▶ [About this task]: Below is a listing. Write out exactly its lines between the one holding "repository a8ca41dca97976a1" and the one holding "pub struct CalendarResponse", inclusive.
+ + + + + + +
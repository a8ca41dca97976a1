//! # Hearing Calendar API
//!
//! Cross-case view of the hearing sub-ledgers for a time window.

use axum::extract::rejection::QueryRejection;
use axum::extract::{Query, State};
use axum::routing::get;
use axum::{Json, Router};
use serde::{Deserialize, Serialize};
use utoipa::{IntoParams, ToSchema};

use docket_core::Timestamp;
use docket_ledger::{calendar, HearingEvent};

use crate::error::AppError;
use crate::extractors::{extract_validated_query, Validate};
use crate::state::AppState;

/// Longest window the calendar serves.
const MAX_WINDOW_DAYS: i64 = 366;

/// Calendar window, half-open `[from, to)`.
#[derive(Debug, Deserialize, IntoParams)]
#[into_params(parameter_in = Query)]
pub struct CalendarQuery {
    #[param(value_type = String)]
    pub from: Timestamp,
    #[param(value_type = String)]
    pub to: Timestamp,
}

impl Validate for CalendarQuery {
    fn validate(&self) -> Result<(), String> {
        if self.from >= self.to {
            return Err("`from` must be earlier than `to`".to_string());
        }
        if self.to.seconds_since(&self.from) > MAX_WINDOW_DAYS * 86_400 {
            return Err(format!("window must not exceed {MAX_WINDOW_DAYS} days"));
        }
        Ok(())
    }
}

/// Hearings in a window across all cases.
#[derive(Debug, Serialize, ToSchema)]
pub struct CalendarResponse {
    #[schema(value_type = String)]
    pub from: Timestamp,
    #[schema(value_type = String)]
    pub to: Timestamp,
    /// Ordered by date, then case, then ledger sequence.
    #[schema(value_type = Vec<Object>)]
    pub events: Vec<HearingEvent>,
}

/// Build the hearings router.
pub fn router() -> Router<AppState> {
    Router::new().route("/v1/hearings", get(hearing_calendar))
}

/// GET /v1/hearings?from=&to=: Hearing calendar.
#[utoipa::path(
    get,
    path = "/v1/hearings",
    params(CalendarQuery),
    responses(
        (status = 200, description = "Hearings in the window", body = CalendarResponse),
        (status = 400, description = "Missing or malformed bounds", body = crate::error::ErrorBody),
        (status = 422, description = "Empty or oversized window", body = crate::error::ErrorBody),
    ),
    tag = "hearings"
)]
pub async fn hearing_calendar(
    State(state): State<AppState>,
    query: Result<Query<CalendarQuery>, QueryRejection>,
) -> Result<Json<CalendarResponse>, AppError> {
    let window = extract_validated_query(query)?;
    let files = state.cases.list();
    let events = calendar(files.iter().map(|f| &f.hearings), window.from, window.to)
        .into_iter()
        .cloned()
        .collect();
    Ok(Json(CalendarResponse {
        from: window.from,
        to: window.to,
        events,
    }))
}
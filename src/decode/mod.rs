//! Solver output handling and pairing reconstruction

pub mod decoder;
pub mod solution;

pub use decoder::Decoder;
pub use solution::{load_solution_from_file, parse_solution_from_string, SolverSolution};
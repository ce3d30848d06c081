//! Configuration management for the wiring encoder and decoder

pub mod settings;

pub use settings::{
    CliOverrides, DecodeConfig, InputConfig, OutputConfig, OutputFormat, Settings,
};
+ + + + + + +
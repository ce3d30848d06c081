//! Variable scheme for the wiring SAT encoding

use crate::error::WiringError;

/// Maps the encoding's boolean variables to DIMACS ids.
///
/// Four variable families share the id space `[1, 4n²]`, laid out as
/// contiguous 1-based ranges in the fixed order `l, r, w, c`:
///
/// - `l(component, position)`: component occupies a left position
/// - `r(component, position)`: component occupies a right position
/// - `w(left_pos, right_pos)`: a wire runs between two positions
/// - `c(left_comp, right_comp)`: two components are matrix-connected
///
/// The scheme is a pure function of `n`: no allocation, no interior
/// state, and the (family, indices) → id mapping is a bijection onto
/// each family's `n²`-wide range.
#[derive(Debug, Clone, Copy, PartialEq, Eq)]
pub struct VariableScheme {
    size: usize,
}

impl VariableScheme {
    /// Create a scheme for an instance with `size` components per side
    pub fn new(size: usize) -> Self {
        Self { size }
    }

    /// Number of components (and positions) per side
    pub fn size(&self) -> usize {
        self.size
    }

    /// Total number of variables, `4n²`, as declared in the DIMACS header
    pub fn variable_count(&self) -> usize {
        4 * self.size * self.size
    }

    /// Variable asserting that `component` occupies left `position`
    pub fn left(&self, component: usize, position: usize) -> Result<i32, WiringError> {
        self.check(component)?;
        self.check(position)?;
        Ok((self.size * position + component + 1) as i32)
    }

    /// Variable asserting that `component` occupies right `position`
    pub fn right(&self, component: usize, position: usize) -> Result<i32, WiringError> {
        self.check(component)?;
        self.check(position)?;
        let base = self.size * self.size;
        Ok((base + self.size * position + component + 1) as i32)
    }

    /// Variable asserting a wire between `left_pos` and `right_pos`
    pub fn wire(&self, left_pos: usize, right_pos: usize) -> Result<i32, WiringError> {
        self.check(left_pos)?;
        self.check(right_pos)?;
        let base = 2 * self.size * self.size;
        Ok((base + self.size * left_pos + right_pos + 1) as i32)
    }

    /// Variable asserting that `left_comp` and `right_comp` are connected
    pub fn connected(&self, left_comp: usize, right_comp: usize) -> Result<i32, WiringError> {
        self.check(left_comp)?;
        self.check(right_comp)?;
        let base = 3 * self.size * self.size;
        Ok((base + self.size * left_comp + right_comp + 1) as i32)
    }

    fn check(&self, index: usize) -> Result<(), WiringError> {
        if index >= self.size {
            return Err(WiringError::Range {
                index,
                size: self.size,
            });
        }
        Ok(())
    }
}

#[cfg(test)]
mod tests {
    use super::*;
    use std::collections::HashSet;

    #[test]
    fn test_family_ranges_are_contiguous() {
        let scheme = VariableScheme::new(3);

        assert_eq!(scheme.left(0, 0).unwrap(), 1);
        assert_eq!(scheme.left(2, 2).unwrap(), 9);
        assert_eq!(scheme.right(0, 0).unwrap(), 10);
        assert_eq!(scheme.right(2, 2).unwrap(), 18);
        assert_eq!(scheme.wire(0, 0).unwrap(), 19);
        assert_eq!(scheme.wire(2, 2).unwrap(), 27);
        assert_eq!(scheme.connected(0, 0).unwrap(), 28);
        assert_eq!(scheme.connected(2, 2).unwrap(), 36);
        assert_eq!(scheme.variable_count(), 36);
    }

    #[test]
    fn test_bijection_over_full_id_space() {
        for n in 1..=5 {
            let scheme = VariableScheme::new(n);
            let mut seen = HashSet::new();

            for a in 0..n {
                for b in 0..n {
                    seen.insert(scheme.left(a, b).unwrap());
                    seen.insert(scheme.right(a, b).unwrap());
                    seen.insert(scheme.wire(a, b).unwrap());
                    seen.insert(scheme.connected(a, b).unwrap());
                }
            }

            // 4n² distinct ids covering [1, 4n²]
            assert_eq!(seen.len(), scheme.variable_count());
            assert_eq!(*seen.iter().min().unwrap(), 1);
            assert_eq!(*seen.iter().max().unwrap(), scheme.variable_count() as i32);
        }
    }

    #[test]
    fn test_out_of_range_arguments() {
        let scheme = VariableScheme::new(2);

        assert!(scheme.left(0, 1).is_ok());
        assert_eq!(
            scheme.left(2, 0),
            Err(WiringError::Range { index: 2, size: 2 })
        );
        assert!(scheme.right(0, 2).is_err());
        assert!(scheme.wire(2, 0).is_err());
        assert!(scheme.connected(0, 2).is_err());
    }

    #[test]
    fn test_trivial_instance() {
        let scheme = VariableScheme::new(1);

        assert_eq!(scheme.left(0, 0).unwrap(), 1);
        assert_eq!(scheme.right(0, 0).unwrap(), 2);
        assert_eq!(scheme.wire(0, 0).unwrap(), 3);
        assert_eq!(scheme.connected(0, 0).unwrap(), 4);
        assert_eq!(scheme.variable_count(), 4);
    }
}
+ + + + + + +
▶ [Solution to this exercise]:
repository a8ca41dca97976a1
//! # Hearing Calendar API
//!
//! Cross-case view of the hearing sub-ledgers for a time window.

use axum::extract::rejection::QueryRejection;
use axum::extract::{Query, State};
use axum::routing::get;
use axum::{Json, Router};
use serde::{Deserialize, Serialize};
use utoipa::{IntoParams, ToSchema};

use docket_core::Timestamp;
use docket_ledger::{calendar, HearingEvent};

use crate::error::AppError;
use crate::extractors::{extract_validated_query, Validate};
use crate::state::AppState;

/// Longest window the calendar serves.
const MAX_WINDOW_DAYS: i64 = 366;

/// Calendar window, half-open `[from, to)`.
#[derive(Debug, Deserialize, IntoParams)]
#[into_params(parameter_in = Query)]
pub struct CalendarQuery {
    #[param(value_type = String)]
    pub from: Timestamp,
    #[param(value_type = String)]
    pub to: Timestamp,
}

impl Validate for CalendarQuery {
    fn validate(&self) -> Result<(), String> {
        if self.from >= self.to {
            return Err("`from` must be earlier than `to`".to_string());
        }
        if self.to.seconds_since(&self.from) > MAX_WINDOW_DAYS * 86_400 {
            return Err(format!("window must not exceed {MAX_WINDOW_DAYS} days"));
        }
        Ok(())
    }
}

/// Hearings in a window across all cases.
#[derive(Debug, Serialize, ToSchema)]
pub struct CalendarResponse {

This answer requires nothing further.